= Beginning of Section =
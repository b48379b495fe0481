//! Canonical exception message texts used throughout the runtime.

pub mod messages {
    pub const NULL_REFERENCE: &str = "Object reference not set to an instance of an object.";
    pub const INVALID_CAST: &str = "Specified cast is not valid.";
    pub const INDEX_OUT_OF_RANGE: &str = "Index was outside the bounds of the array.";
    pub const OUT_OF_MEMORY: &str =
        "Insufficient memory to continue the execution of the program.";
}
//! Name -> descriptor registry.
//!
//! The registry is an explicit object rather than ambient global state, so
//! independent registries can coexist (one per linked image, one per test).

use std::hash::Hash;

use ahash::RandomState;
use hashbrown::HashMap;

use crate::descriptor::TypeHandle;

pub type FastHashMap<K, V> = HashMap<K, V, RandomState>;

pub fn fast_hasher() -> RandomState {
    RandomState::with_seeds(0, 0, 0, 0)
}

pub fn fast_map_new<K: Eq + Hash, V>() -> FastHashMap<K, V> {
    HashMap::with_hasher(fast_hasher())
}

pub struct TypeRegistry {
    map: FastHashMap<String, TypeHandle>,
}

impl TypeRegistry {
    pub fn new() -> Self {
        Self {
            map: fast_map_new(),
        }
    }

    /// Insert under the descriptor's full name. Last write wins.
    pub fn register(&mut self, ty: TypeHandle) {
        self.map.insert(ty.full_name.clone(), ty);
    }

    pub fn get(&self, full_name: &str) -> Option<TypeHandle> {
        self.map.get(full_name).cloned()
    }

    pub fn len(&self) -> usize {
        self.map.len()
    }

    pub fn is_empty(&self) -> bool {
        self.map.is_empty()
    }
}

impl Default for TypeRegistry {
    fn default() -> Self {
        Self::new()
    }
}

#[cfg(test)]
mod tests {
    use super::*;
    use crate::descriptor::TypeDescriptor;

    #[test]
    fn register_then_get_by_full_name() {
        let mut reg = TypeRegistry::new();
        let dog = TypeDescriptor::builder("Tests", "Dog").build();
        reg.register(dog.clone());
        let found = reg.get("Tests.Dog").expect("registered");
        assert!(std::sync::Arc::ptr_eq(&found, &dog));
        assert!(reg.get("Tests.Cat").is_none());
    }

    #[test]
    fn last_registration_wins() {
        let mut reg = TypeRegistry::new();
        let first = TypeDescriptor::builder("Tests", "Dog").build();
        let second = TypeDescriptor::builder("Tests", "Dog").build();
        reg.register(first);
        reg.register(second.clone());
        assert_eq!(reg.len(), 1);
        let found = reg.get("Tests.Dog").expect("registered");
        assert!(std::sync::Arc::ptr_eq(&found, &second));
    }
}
= End of Section =
= Beginning of Section =
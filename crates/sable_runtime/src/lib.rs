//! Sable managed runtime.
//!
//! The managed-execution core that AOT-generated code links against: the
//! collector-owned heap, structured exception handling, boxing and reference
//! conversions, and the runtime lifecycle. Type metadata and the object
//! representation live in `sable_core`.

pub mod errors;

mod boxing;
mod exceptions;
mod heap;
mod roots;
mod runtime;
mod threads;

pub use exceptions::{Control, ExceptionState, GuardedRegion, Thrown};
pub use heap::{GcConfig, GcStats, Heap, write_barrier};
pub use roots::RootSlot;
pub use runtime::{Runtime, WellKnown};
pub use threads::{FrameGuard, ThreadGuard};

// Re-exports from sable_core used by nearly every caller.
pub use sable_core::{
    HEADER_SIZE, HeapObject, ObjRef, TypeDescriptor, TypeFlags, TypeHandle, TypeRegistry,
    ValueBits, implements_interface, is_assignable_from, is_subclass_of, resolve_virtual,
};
= End of Section =
= Beginning of Section =
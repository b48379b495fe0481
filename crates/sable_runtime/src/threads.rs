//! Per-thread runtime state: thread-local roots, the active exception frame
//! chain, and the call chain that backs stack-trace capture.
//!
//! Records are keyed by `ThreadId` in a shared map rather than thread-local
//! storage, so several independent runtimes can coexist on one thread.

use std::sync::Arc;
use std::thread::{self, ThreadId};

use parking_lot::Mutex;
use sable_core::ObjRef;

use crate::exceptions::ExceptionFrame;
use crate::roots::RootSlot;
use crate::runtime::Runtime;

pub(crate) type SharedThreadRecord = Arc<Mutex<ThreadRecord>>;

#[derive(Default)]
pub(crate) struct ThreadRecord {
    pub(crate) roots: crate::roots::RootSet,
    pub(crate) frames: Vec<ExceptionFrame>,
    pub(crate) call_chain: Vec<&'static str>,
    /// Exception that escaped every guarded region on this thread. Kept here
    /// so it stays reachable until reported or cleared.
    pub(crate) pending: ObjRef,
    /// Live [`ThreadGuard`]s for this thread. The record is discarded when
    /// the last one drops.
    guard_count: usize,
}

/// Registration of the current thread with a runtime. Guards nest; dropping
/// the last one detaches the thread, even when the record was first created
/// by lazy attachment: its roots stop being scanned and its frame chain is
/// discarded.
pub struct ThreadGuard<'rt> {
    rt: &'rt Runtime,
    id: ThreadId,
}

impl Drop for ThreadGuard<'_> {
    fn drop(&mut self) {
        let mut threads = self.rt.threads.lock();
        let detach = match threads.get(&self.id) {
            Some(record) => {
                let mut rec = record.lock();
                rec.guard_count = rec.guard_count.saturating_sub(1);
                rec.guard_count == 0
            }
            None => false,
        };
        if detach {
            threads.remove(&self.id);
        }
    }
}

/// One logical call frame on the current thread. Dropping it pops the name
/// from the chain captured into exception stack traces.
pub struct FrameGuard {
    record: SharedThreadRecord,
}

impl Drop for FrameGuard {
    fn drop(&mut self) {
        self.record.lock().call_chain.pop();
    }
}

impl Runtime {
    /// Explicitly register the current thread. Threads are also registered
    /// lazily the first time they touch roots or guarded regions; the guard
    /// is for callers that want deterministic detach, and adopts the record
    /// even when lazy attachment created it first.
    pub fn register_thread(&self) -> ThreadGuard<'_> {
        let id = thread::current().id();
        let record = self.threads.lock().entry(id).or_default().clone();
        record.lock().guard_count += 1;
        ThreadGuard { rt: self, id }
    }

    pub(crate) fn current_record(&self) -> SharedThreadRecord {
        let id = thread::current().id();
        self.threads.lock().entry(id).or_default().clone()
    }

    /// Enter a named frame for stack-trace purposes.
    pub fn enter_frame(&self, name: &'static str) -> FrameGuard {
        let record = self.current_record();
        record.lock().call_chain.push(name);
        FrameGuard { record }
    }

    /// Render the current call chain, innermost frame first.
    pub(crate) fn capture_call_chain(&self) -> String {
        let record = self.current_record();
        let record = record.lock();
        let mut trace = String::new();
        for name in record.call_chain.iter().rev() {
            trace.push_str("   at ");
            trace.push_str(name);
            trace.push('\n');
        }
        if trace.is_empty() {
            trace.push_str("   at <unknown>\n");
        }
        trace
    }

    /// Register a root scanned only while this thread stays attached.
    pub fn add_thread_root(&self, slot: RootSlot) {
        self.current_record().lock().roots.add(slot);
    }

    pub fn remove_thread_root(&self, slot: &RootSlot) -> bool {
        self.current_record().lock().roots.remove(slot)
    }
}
= End of Section =
- What is being asked
Where a line of the material above holds the string "entry", copy that line.

- Result of this exercise
        let record = self.threads.lock().entry(id).or_default().clone();
        self.threads.lock().entry(id).or_default().clone()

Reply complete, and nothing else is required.